The Cart-to-Checkout Ratio: 60 Percent

Next up is the ratio that represents the percentage of shopping carts that are taken forward to actually start checking out. Typically, this is the conversion rate between the shopping cart and the first step of your checkout process. This is yet another level of qualification as prospects at this stage are getting dangerously close to becoming actual customers.

As visitors use the shopping cart for a variety of reasons (e.g. to estimate “landed” order totals), some level of abandonment is again expected. But ratios of less than 60 percent usually warrant a closer look. Root causes behind apparent fallout at this first checkout step can include slow SSL, poor cart presentation, uncompetitive shipping rates, unexpected sales tax, coupon code confusion, and overly aggressive cross-selling and up-selling.

The Checkout-to-Order Ratio: 75 Percent

This last ratio is likely the most difficult ratio to look at because it represents the percentage of initiated checkouts that actually result in a completed order. Understandably, losing orders at this late stage of the sales funnel is extremely frustrating and hard to accept.

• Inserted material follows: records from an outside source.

use super::input::{InputResult, TextInput};
use super::KeyResult;
use crate::commands::{self, Command};
use crossterm::event::{KeyCode, KeyEvent};
use ratatui::prelude::*;
use ratatui::widgets::{Block, Borders, Clear, List, ListItem, ListState, Paragraph};

const MAX_ROWS: usize = 8;

#[derive(Debug, Clone, PartialEq, Eq)]
pub enum CommandEvent {
  /// Canonical command name, or the trimmed input when nothing matched
  Submitted(String),
  Cancelled,
}

/// `:` palette that switches screens, with alias-aware completion
#[derive(Debug, Clone, Default)]
pub struct CommandInput {
  input: TextInput,
  open: bool,
  highlighted: usize,
}

impl CommandInput {
  pub fn new() -> Self {
    Self::default()
  }

  pub fn is_active(&self) -> bool {
    self.open
  }

  pub fn activate(&mut self) {
    self.reset();
    self.open = true;
  }

  fn reset(&mut self) {
    self.open = false;
    self.input.clear();
    self.highlighted = 0;
  }

  /// Commands matching the typed text, best first
  pub fn suggestions(&self) -> Vec<&'static Command> {
    commands::get_suggestions(self.input.value())
  }

  /// Only `:` is taken while closed; every key is taken while open.
  pub fn handle_key(&mut self, key: KeyEvent) -> KeyResult<CommandEvent> {
    if !self.open {
      if key.code != KeyCode::Char(':') {
        return KeyResult::NotHandled;
      }
      self.activate();
      return KeyResult::Handled;
    }

    match key.code {
      KeyCode::Esc => {
        self.reset();
        KeyResult::Event(CommandEvent::Cancelled)
      }
      KeyCode::Enter => {
        let command = self.submission();
        self.reset();
        KeyResult::Event(CommandEvent::Submitted(command))
      }
      KeyCode::Tab | KeyCode::Down => {
        self.step(1);
        KeyResult::Handled
      }
      KeyCode::BackTab | KeyCode::Up => {
        self.step(-1);
        KeyResult::Handled
      }
      _ => {
        if self.input.handle_key(key) == InputResult::Consumed {
          self.highlighted = 0;
        }
        KeyResult::Handled
      }
    }
  }

  /// Move the highlight, wrapping at both ends
  fn step(&mut self, delta: isize) {
    let count = self.suggestions().len().min(MAX_ROWS);
    if count == 0 {
      return;
    }
    let next = (self.highlighted as isize + delta).rem_euclid(count as isize);
    self.highlighted = next as usize;
  }

  /// The highlighted command; raw input when nothing matches
  fn submission(&self) -> String {
    self
      .suggestions()
      .get(self.highlighted)
      .map(|cmd| cmd.name.to_string())
      .unwrap_or_else(|| self.input.value().trim().to_lowercase())
  }

  pub fn render_overlay(&self, frame: &mut Frame, area: Rect) {
    if !self.open {
      return;
    }

    let suggestions = self.suggestions();
    let typed = !self.input.value().trim().is_empty();
    // One row for the suggestions, or for the "no match" hint
    let rows = if suggestions.is_empty() {
      usize::from(typed)
    } else {
      suggestions.len().min(MAX_ROWS)
    };
    let overlay = overlay_rect(area, rows);

    frame.render_widget(Clear, overlay);
    let block = Block::default()
      .borders(Borders::ALL)
      .border_style(Style::default().fg(Color::Yellow))
      .title(" Go to ");
    let inner = block.inner(overlay);
    frame.render_widget(block, overlay);
    if inner.height == 0 {
      return;
    }

    let [prompt, below] =
      Layout::vertical([Constraint::Length(1), Constraint::Min(0)]).areas(inner);

    let (before, after) = self.input.split_at_cursor();
    frame.render_widget(
      Paragraph::new(Line::from(vec![
        Span::styled(":", Style::default().fg(Color::Yellow)),
        Span::raw(before),
        Span::styled("_", Style::default().fg(Color::Yellow)),
        Span::raw(after),
      ])),
      prompt,
    );

    if below.height == 0 {
      return;
    }
    if suggestions.is_empty() {
      if typed {
        frame.render_widget(
          Paragraph::new("No matching command")
            .style(Style::default().fg(Color::DarkGray).add_modifier(Modifier::ITALIC)),
          below,
        );
      }
      return;
    }

    let items: Vec<ListItem> = suggestions
      .iter()
      .take(MAX_ROWS)
      .map(|cmd| ListItem::new(suggestion_line(cmd)))
      .collect();
    let mut state = ListState::default().with_selected(Some(self.highlighted));
    frame.render_stateful_widget(
      List::new(items).highlight_style(Style::default().bg(Color::DarkGray).fg(Color::White)),
      below,
      &mut state,
    );
  }
}

/// `name  aliases  description`
fn suggestion_line(cmd: &Command) -> Line<'static> {
  Line::from(vec![
    Span::styled(format!("{:<11}", cmd.name), Style::default().fg(Color::Cyan)),
    Span::styled(
      format!("{:<22}", cmd.aliases.join(", ")),
      Style::default().fg(Color::Blue),
    ),
    Span::styled(cmd.description, Style::default().fg(Color::DarkGray)),
  ])
}

/// Top-left of the content area, a border around the prompt plus `rows`
fn overlay_rect(area: Rect, rows: usize) -> Rect {
  let width = (area.width * 3 / 4).clamp(30, 72).min(area.width);
  let height = (3 + rows as u16).min(area.height.saturating_sub(1));
  Rect::new(area.x + 1, area.y + 1, width.saturating_sub(1), height)
}

#[cfg(test)]
mod tests {
  use super::*;
  use crossterm::event::KeyModifiers;

  fn key(code: KeyCode) -> KeyEvent {
    KeyEvent::new(code, KeyModifiers::NONE)
  }

  fn typed(text: &str) -> CommandInput {
    let mut input = CommandInput::new();
    input.handle_key(key(KeyCode::Char(':')));
    for c in text.chars() {
      input.handle_key(key(KeyCode::Char(c)));
    }
    input
  }

  #[test]
  fn test_closed_palette_only_takes_colon() {
    let mut input = CommandInput::new();
    assert_eq!(input.handle_key(key(KeyCode::Char('j'))), KeyResult::NotHandled);
    assert_eq!(input.handle_key(key(KeyCode::Char(':'))), KeyResult::Handled);
    assert!(input.is_active());
  }

  #[test]
  fn test_submit_resolves_alias() {
    let mut input = typed("l");
    assert_eq!(
      input.handle_key(key(KeyCode::Enter)),
      KeyResult::Event(CommandEvent::Submitted("labels".to_string()))
    );
    assert!(!input.is_active());
  }

  #[test]
  fn test_highlight_wraps_both_ways() {
    let mut input = typed("");
    let count = input.suggestions().len();

    input.handle_key(key(KeyCode::BackTab));
    assert_eq!(input.highlighted, count - 1);
    input.handle_key(key(KeyCode::Tab));
    assert_eq!(input.highlighted, 0);
    input.handle_key(key(KeyCode::Tab));
    let second = input.suggestions()[1].name.to_string();
    assert_eq!(
      input.handle_key(key(KeyCode::Enter)),
      KeyResult::Event(CommandEvent::Submitted(second))
    );
  }

  #[test]
  fn test_typing_resets_highlight() {
    let mut input = typed("");
    input.handle_key(key(KeyCode::Tab));
    input.handle_key(key(KeyCode::Char('s')));
    assert_eq!(input.highlighted, 0);
  }

  #[test]
  fn test_unknown_command_submits_raw_input() {
    let mut input = typed(" ZZZ");
    assert_eq!(
      input.handle_key(key(KeyCode::Enter)),
      KeyResult::Event(CommandEvent::Submitted("zzz".to_string()))
    );
  }

  #[test]
  fn test_escape_cancels_and_clears() {
    let mut input = typed("lab");
    assert_eq!(
      input.handle_key(key(KeyCode::Esc)),
      KeyResult::Event(CommandEvent::Cancelled)
    );
    input.activate();
    assert_eq!(input.suggestions().len(), commands::COMMANDS.len());
  }

  #[test]
  fn test_suggestion_line_lists_aliases() {
    let line = suggestion_line(&commands::COMMANDS[1]);
    let text: String = line.spans.iter().map(|s| s.content.as_ref()).collect();
    assert!(text.starts_with("labels"));
    assert!(text.contains("l, label"));
  }

  #[test]
  fn test_overlay_fits_small_areas() {
    let area = Rect::new(0, 0, 20, 4);
    let rect = overlay_rect(area, 8);
    assert!(rect.right() <= area.right());
    assert!(rect.bottom() <= area.bottom());
  }
}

Ratios of less than 75 percent at this deepest part of the funnel should trigger a focused diagnostic effort. There are a number of underlying causes to consider: Slow-loading SSL pages, limited payment options, forms with usability issues, unnecessary process steps, required registration, and inefficient database queries, just to name a few.

When it comes to improving ecommerce performance, it can be very difficult to know where to start. It can also be a challenge to make sure you’re addressing the real issues and problems. But those tasks become a whole lot easier when you break the ecommerce funnel down and begin measuring the transition points within.